Mayor Ricky Shelton was hired in December to a newly-created executive position with Cookeville Regional Medical Center. He was still a member of the hospital’s board when he was hired.
Cookeville Regional is one of the largest employers in the city, and it’s effectively owned by the city itself. The city council picks most of the board members. The mayor also sits on the board. That board hires the hospital’s CEO. And that person, Paul Korth, is who hired the mayor to be his chief strategy officer.
“When you start adding it all up — not that I’d want to look the other way, anyway — but it’s very hard not to take a deeper look into everything,” says Vice Mayor Laurin Wheaton.
Even Wheaton was taken by surprise when Shelton told her he was going to put her on the hospital board in his place. The announcement was made at the Dec. 10 council meeting, two days after the hospital announced Shelton’s hiring. They altered the hospital authority bylaws to make sure it wouldn’t create regulatory problems.
Wheaton says she’s happy to serve but has many unanswered questions about how the hiring came about.
Council member Mark Miller says he believes Shelton should have stepped down from the board — and also stepped down as mayor — even applying for a job at the city-owned hospital.
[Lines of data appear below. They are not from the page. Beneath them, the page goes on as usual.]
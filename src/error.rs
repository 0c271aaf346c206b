//! 统一错误模型
//! 定义所有错误类型和错误响应格式

use axum::{
    http::{header, StatusCode},
    response::{IntoResponse, Json, Response},
};
use serde::Serialize;
use thiserror::Error;

/// 结果类型别名
pub type Result<T> = std::result::Result<T, AuthError>;

/// 认证与限流错误类型
#[derive(Debug, Error)]
pub enum AuthError {
    #[error("Malformed credential")]
    MalformedCredential,

    #[error("Credential expired")]
    CredentialExpired,

    #[error("Wrong credential kind")]
    WrongCredentialKind,

    #[error("Unknown refresh token")]
    UnknownRefreshToken,

    /// 已使用的刷新令牌被再次出示——视为令牌被盗，已级联吊销该账户全部会话
    #[error("Concurrent usage of refresh token detected")]
    ConcurrentUsageDetected,

    #[error("Device fingerprint mismatch")]
    DeviceMismatch,

    #[error("Rate limit exceeded")]
    RateLimited {
        retry_after_secs: i64,
        reason: String,
    },

    #[error("Account temporarily locked")]
    AccountLocked { retry_after_secs: i64 },

    #[error("Storage unavailable: {0}")]
    Storage(String),

    #[error("Configuration error: {0}")]
    Config(String),
}

impl AuthError {
    /// 获取 HTTP 状态码
    pub fn status_code(&self) -> StatusCode {
        match self {
            AuthError::MalformedCredential
            | AuthError::CredentialExpired
            | AuthError::WrongCredentialKind
            | AuthError::UnknownRefreshToken => StatusCode::UNAUTHORIZED,
            AuthError::ConcurrentUsageDetected | AuthError::DeviceMismatch => StatusCode::FORBIDDEN,
            AuthError::RateLimited { .. } | AuthError::AccountLocked { .. } => {
                StatusCode::TOO_MANY_REQUESTS
            }
            AuthError::Storage(_) => StatusCode::SERVICE_UNAVAILABLE,
            AuthError::Config(_) => StatusCode::INTERNAL_SERVER_ERROR,
        }
    }

    /// 获取用户友好的错误消息（不包含敏感信息）
    pub fn user_message(&self) -> String {
        match self {
            AuthError::MalformedCredential => "Invalid credential".to_string(),
            AuthError::CredentialExpired => "Credential expired".to_string(),
            AuthError::WrongCredentialKind => "Invalid credential".to_string(),
            AuthError::UnknownRefreshToken => "Invalid credential".to_string(),
            AuthError::ConcurrentUsageDetected => "Session revoked".to_string(),
            AuthError::DeviceMismatch => "Device not recognized".to_string(),
            AuthError::RateLimited { reason, .. } => format!("Too many requests: {reason}"),
            AuthError::AccountLocked { .. } => "Account temporarily locked".to_string(),
            AuthError::Storage(_) => "Service temporarily unavailable".to_string(),
            AuthError::Config(_) => "Configuration error".to_string(),
        }
    }

    /// 被限流/锁定时，距离解除的秒数
    pub fn retry_after_secs(&self) -> Option<i64> {
        match self {
            AuthError::RateLimited { retry_after_secs, .. }
            | AuthError::AccountLocked { retry_after_secs } => Some(*retry_after_secs),
            _ => None,
        }
    }

    /// 获取错误码
    pub fn code(&self) -> u16 {
        self.status_code().as_u16()
    }
}

/// 错误响应 DTO
#[derive(Serialize)]
pub struct ErrorResponse {
    pub error: ErrorDetail,
}

#[derive(Serialize)]
pub struct ErrorDetail {
    pub code: u16,
    pub message: String,
    pub request_id: String,
}

impl IntoResponse for AuthError {
    fn into_response(self) -> Response {
        let status = self.status_code();
        let retry_after = self.retry_after_secs();
        let request_id = uuid::Uuid::new_v4().to_string();

        let error_response = ErrorResponse {
            error: ErrorDetail {
                code: self.code(),
                message: self.user_message(),
                request_id,
            },
        };

        // 记录错误日志
        tracing::error!(
            code = self.code(),
            message = %self,
            request_id = %error_response.error.request_id,
            "Auth error"
        );

        let mut response = (status, Json(error_response)).into_response();
        if let Some(secs) = retry_after {
            if let Ok(value) = secs.max(0).to_string().parse() {
                response.headers_mut().insert(header::RETRY_AFTER, value);
            }
        }

        response
    }
}

/// 从 sqlx 错误转换（存储不可用，不吞掉也不重试）
impl From<sqlx::Error> for AuthError {
    fn from(e: sqlx::Error) -> Self {
        AuthError::Storage(e.to_string())
    }
}

/// 从 config::ConfigError 转换
impl From<config::ConfigError> for AuthError {
    fn from(e: config::ConfigError) -> Self {
        AuthError::Config(e.to_string())
    }
}

#[cfg(test)]
mod tests {
    use super::*;

    #[test]
    fn test_error_codes() {
        assert_eq!(AuthError::MalformedCredential.code(), 401);
        assert_eq!(AuthError::CredentialExpired.code(), 401);
        assert_eq!(AuthError::UnknownRefreshToken.code(), 401);
        assert_eq!(AuthError::ConcurrentUsageDetected.code(), 403);
        assert_eq!(AuthError::DeviceMismatch.code(), 403);
        assert_eq!(
            AuthError::RateLimited {
                retry_after_secs: 30,
                reason: "rate_limited".to_string()
            }
            .code(),
            429
        );
        assert_eq!(AuthError::AccountLocked { retry_after_secs: 60 }.code(), 429);
        assert_eq!(AuthError::Storage("down".to_string()).code(), 503);
    }

    #[test]
    fn test_retry_after_only_for_throttling() {
        let limited = AuthError::RateLimited {
            retry_after_secs: 30,
            reason: "rate_limited".to_string(),
        };
        assert_eq!(limited.retry_after_secs(), Some(30));
        assert_eq!(AuthError::AccountLocked { retry_after_secs: 60 }.retry_after_secs(), Some(60));
        assert_eq!(AuthError::MalformedCredential.retry_after_secs(), None);
    }

    #[test]
    fn test_user_message_no_sensitive_info() {
        let error = AuthError::Storage("connection refused to 10.0.0.5:5432".to_string());
        let message = error.user_message();
        assert!(!message.contains("10.0.0.5"));
    }
}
“Because if you are applying for a position you have authority over, to me, that’s extremely ethically wrong,” he says.
Proposed outside review
The city attorney, who is also a hospital board member, disagrees. In a council meeting Feb. 4, Danny Rader said he finds nothing “improper,” adding that the hiring would be no different than a cafeteria worker at the hospital deciding to run for city council – which his allowed.
“That’s true whether it’s a nurse. That’s true whether it’s a custodial worker. That’s true whether it’s a nutrition worker,” he said.
But council members say this is different because the mayor has already spent six years overseeing the hospital. Then he took an executive-level position.
The chair of the hospital board, Allen Ray, tells WPLN News he has questioned some decisions that CEO Paul Korth has made, but Shelton’s hiring isn’t one of them.
A spokesman for the state comptroller says the potential conflicts of interest will be reviewed during the city’s annual audit. But for now, it’s a matter for the city council to handle. City council members also say they’re concerned that a conflict of interest could violate the hospitals corporate integrity agreement with federal regulators. Last year, Cookeville Regional paid $4.1 million to settle charges of Medicare kickbacks to physicians.
When they meet tonight at 5:30 p.m., the council plans to discuss council member Charles Womack’s proposal to hire outside attorneys to assist in investigating any legal or ethical lapses.
Presiding over the meeting will be Mayor Shelton, who did not recuse himself last week when the outside legal help was first proposed. He voted to defer any decision.
But he tells WPLN News he plans to recuse himself from any future votes about whether to launch an inquiry, as well as any votes involving the hospital during the rest of his term, which ends in 2022.
“I’m an open book,” Shelton says. “These things were done ethically, legally and correctly, and I stand by that.”